─── Available data

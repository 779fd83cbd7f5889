mod common;

use std::sync::atomic::Ordering;
use std::sync::Arc;
use std::time::Duration;

use backdesk_client::ws::{
    ConnectionState, CoordinatorOptions, FeedCoordinator, FeedMode, FeedNotice, LinkEvent,
    LinkSignal, RealtimeConnection, ReconnectPolicy,
};
use backdesk_client::{ChangeSource, NotificationSink, PollingConfig, PollingEngine, StaticToken, TopicRegistry};
use backdesk_shared::{ServerFrame, SubscriptionEvent};
use common::*;
use serde_json::json;
use tokio::sync::broadcast::error::TryRecvError;
use tokio::sync::mpsc;

fn test_options() -> CoordinatorOptions {
    CoordinatorOptions {
        health_window: Duration::from_secs(10),
        degraded_policy: ReconnectPolicy::degraded().without_jitter(),
    }
}

fn coordinator(connector: Arc<FakeConnector>) -> (FeedCoordinator, Arc<RecordingSource>) {
    let (conn, signals) = realtime(connector);
    let polling = Arc::new(RecordingSource::default());
    let coordinator = FeedCoordinator::new(
        conn,
        signals,
        polling.clone(),
        NotificationSink::new(),
        test_options(),
    );
    (coordinator, polling)
}

async fn wait_for_mode(feed: &backdesk_client::FeedHandle, mode: FeedMode) {
    let mut modes = feed.mode_changes();
    tokio::time::timeout(Duration::from_secs(600), modes.wait_for(|m| *m == mode))
        .await
        .unwrap_or_else(|_| panic!("timed out waiting for {:?}", mode))
        .expect("mode channel closed");
}

#[tokio::test(start_paused = true)]
async fn first_consumer_starts_in_realtime() {
    let (connector, mut peers) = FakeConnector::new();
    let (coordinator, polling) = coordinator(connector.clone());
    assert_eq!(coordinator.realtime().state(), ConnectionState::Idle);

    let feed = coordinator.acquire();
    let mut server = FakeServer::accept(&mut peers).await;
    assert!(feed.status().loading);
    server.handshake(9).await;
    wait_for_state(coordinator.realtime(), ConnectionState::Ready).await;

    let status = feed.status();
    assert_eq!(status.mode, FeedMode::Realtime);
    assert!(status.connected);
    assert!(!status.loading);
    assert!(!polling.is_running());
    assert_eq!(connector.opens(), 1);
}

#[tokio::test(start_paused = true)]
async fn slow_realtime_falls_back_to_polling_and_back() {
    let (connector, mut peers) = FakeConnector::new();
    connector.set_accepting(false);
    let (coordinator, polling) = coordinator(connector.clone());

    let feed = coordinator.acquire();
    let started = tokio::time::Instant::now();
    wait_for_mode(&feed, FeedMode::Polling).await;

    // Refused at 0s, 3s and 9s; the health window closes at 10s.
    let elapsed = started.elapsed();
    assert!(elapsed >= Duration::from_secs(10) && elapsed < Duration::from_secs(11));
    assert!(polling.is_running());
    assert_eq!(coordinator.realtime().state(), ConnectionState::Backoff);

    connector.set_accepting(true);
    let mut server = FakeServer::accept(&mut peers).await;
    server.handshake(9).await;
    wait_for_mode(&feed, FeedMode::Realtime).await;

    assert!(!polling.is_running());
    assert!(feed.status().connected);
    assert_eq!(polling.starts.load(Ordering::SeqCst), 1);
}

#[tokio::test(start_paused = true)]
async fn exhaustion_sends_a_single_notice() {
    let (connector, _peers) = FakeConnector::new();
    connector.set_accepting(false);
    let (coordinator, polling) = coordinator(connector.clone());

    let feed = coordinator.acquire();
    let mut notices = feed.notices();
    let notice = tokio::time::timeout(Duration::from_secs(600), notices.recv())
        .await
        .expect("timed out waiting for notice")
        .unwrap();
    assert!(matches!(
        notice,
        FeedNotice::RealtimeUnavailable { attempts: 5, .. }
    ));

    tokio::time::sleep(Duration::from_secs(300)).await;
    assert_eq!(notices.try_recv(), Err(TryRecvError::Empty));
    assert_eq!(feed.status().mode, FeedMode::Polling);
    assert_eq!(feed.status().connection, ConnectionState::Idle);
    assert!(polling.is_running());
    assert_eq!(connector.opens(), 6);
}

#[tokio::test(start_paused = true)]
async fn manual_retry_after_exhaustion_reconnects() {
    let (connector, mut peers) = FakeConnector::new();
    connector.set_accepting(false);
    let (coordinator, polling) = coordinator(connector.clone());

    let feed = coordinator.acquire();
    let mut notices = feed.notices();
    tokio::time::timeout(Duration::from_secs(600), notices.recv())
        .await
        .expect("timed out waiting for notice")
        .unwrap();

    connector.set_accepting(true);
    feed.switch_to_realtime();
    assert_eq!(feed.status().mode, FeedMode::Realtime);
    assert!(!polling.is_running());

    let mut server = FakeServer::accept(&mut peers).await;
    server.handshake(9).await;
    wait_for_state(coordinator.realtime(), ConnectionState::Ready).await;
    assert!(feed.status().connected);
}

#[tokio::test(start_paused = true)]
async fn unreachable_discovery_polls_and_retries_on_the_degraded_schedule() {
    let (connector, _peers) = FakeConnector::new();
    let discovery = Arc::new(UnreachableEndpoints::default());
    let (conn, signals) = RealtimeConnection::new(
        connector.clone(),
        discovery.clone(),
        Arc::new(StaticToken::new(TOKEN)),
        options(),
    );
    let polling = Arc::new(RecordingSource::default());
    let coordinator = FeedCoordinator::new(
        conn,
        signals,
        polling.clone(),
        NotificationSink::new(),
        test_options(),
    );

    let feed = coordinator.acquire();
    let mut notices = feed.notices();
    wait_for_mode(&feed, FeedMode::Polling).await;
    assert!(polling.is_running());

    let started = tokio::time::Instant::now();
    tokio::time::timeout(Duration::from_secs(600), notices.recv())
        .await
        .expect("timed out waiting for notice")
        .unwrap();

    // Retries after 5, 10, 20, 20 and 20 seconds.
    let elapsed = started.elapsed();
    assert!(elapsed >= Duration::from_secs(75) && elapsed < Duration::from_secs(76));
    assert_eq!(discovery.calls.load(Ordering::SeqCst), 6);
    assert_eq!(connector.opens(), 0);
    assert_eq!(feed.status().mode, FeedMode::Polling);
}

#[tokio::test(start_paused = true)]
async fn clean_close_switches_to_polling() {
    let (connector, mut peers) = FakeConnector::new();
    let (coordinator, polling) = coordinator(connector);

    let feed = coordinator.acquire();
    let mut server = FakeServer::accept(&mut peers).await;
    server.handshake(9).await;
    wait_for_state(coordinator.realtime(), ConnectionState::Ready).await;

    server.close(1000);
    wait_for_mode(&feed, FeedMode::Polling).await;
    assert!(polling.is_running());
    assert_eq!(feed.status().connection, ConnectionState::Idle);
}

#[tokio::test(start_paused = true)]
async fn manual_polling_keeps_realtime_alive() {
    let (connector, mut peers) = FakeConnector::new();
    let (coordinator, polling) = coordinator(connector);

    let feed = coordinator.acquire();
    let mut server = FakeServer::accept(&mut peers).await;
    server.handshake(9).await;
    wait_for_state(coordinator.realtime(), ConnectionState::Ready).await;

    feed.switch_to_polling();
    assert_eq!(feed.status().mode, FeedMode::Polling);
    assert!(polling.is_running());
    assert_eq!(coordinator.realtime().state(), ConnectionState::Ready);

    feed.switch_to_realtime();
    assert_eq!(feed.status().mode, FeedMode::Realtime);
    assert!(!polling.is_running());
}

#[tokio::test(start_paused = true)]
async fn connection_lives_until_the_last_handle_drops() {
    let (connector, mut peers) = FakeConnector::new();
    let (coordinator, polling) = coordinator(connector.clone());

    let first = coordinator.acquire();
    let second = first.clone();
    assert_eq!(coordinator.consumers(), 2);

    let mut server = FakeServer::accept(&mut peers).await;
    server.handshake(9).await;
    wait_for_state(coordinator.realtime(), ConnectionState::Ready).await;

    drop(first);
    settle().await;
    assert_eq!(coordinator.consumers(), 1);
    assert_eq!(coordinator.realtime().state(), ConnectionState::Ready);
    assert!(server.pending_frames().is_empty());

    drop(second);
    settle().await;
    assert_eq!(coordinator.consumers(), 0);
    assert_eq!(coordinator.realtime().state(), ConnectionState::Idle);
    assert!(!coordinator.realtime().has_pending_tasks());
    assert!(!polling.is_running());

    // Nothing wakes the connection back up once every consumer is gone.
    tokio::time::sleep(Duration::from_secs(120)).await;
    assert_eq!(connector.opens(), 1);
}

#[tokio::test(start_paused = true)]
async fn both_engines_feed_the_same_buffer() {
    let (connector, mut peers) = FakeConnector::new();
    let (conn, signals) = realtime(connector);
    let probe = Arc::new(ScriptedProbe::default());
    let sink = NotificationSink::new();
    let engine = Arc::new(PollingEngine::new(
        probe.clone(),
        PollingConfig {
            interval: Duration::from_secs(15),
            topics: vec!["products".to_string()],
            ..PollingConfig::default()
        },
        TopicRegistry::default(),
    ));
    let coordinator = FeedCoordinator::new(conn, signals, engine.clone(), sink, test_options());

    let feed = coordinator.acquire();
    let mut server = FakeServer::accept(&mut peers).await;
    server.handshake(9).await;
    wait_for_state(coordinator.realtime(), ConnectionState::Ready).await;

    let mut updates = feed.updates();
    server.send(&ServerFrame::Subscription {
        event: SubscriptionEvent::Create,
        collection: "orders".to_string(),
        data: json!({"id": 1}),
    });
    updates.recv().await.unwrap();

    probe.push_change("products", "t0");
    probe.push_change("products", "t1");
    feed.switch_to_polling();
    tokio::time::sleep(Duration::from_secs(16)).await;

    let topics: Vec<String> = feed.notifications().into_iter().map(|r| r.topic).collect();
    assert_eq!(topics, vec!["products", "orders"]);
    assert_eq!(feed.unread_count(), 2);

    let newest = feed.notifications()[0].id.clone();
    assert!(feed.mark_read(&newest));
    assert_eq!(feed.unread_count(), 1);
    feed.mark_all_read();
    assert_eq!(feed.unread_count(), 0);
    assert!(feed.remove(&newest).is_some());
    assert_eq!(feed.notifications().len(), 1);
}

#[tokio::test(start_paused = true)]
async fn realtime_changes_are_not_buffered_while_polling() {
    let (connector, mut peers) = FakeConnector::new();
    let (conn, signals) = realtime(connector);
    let probe = Arc::new(ScriptedProbe::default());
    let engine = Arc::new(PollingEngine::new(
        probe.clone(),
        PollingConfig {
            interval: Duration::from_secs(15),
            topics: vec!["orders".to_string()],
            ..PollingConfig::default()
        },
        TopicRegistry::default(),
    ));
    let coordinator =
        FeedCoordinator::new(conn, signals, engine, NotificationSink::new(), test_options());

    let feed = coordinator.acquire();
    let mut server = FakeServer::accept(&mut peers).await;
    server.handshake(9).await;
    wait_for_state(coordinator.realtime(), ConnectionState::Ready).await;

    // One backend change, seen by both the open socket and the next poll.
    probe.push_change("orders", "t0");
    probe.push_change("orders", "t1");
    feed.switch_to_polling();
    settle().await;
    server.send(&ServerFrame::Subscription {
        event: SubscriptionEvent::Update,
        collection: "orders".to_string(),
        data: json!({"id": 42}),
    });
    tokio::time::sleep(Duration::from_secs(16)).await;

    assert_eq!(feed.status().mode, FeedMode::Polling);
    assert_eq!(coordinator.realtime().state(), ConnectionState::Ready);
    assert_eq!(feed.notifications().len(), 1);

    feed.switch_to_realtime();
    let mut updates = feed.updates();
    server.send(&ServerFrame::Subscription {
        event: SubscriptionEvent::Create,
        collection: "orders".to_string(),
        data: json!({"id": 43}),
    });
    updates.recv().await.unwrap();
    assert_eq!(feed.notifications().len(), 2);
}

#[tokio::test(start_paused = true)]
async fn events_from_an_earlier_generation_are_ignored() {
    let (connector, _peers) = FakeConnector::new();
    let (conn, _own_signals) = realtime(connector);
    let (events, signals) = mpsc::unbounded_channel();
    let polling = Arc::new(RecordingSource::default());
    let coordinator = FeedCoordinator::new(
        conn,
        signals,
        polling.clone(),
        NotificationSink::new(),
        test_options(),
    );

    let feed = coordinator.acquire();
    let mut notices = feed.notices();
    let current = coordinator.realtime().generation();
    let exhausted = LinkSignal::Exhausted {
        attempts: 5,
        reason: "connection refused".to_string(),
    };

    events
        .send(LinkEvent {
            generation: current - 1,
            signal: exhausted.clone(),
        })
        .unwrap();
    settle().await;
    assert_eq!(notices.try_recv(), Err(TryRecvError::Empty));
    assert_eq!(feed.status().mode, FeedMode::Realtime);
    assert!(!polling.is_running());

    events
        .send(LinkEvent {
            generation: current,
            signal: exhausted,
        })
        .unwrap();
    settle().await;
    assert!(matches!(
        notices.try_recv(),
        Ok(FeedNotice::RealtimeUnavailable { attempts: 5, .. })
    ));
    assert_eq!(feed.status().mode, FeedMode::Polling);
}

──────

Find how many lines above include "Ordering", then write only that count.

3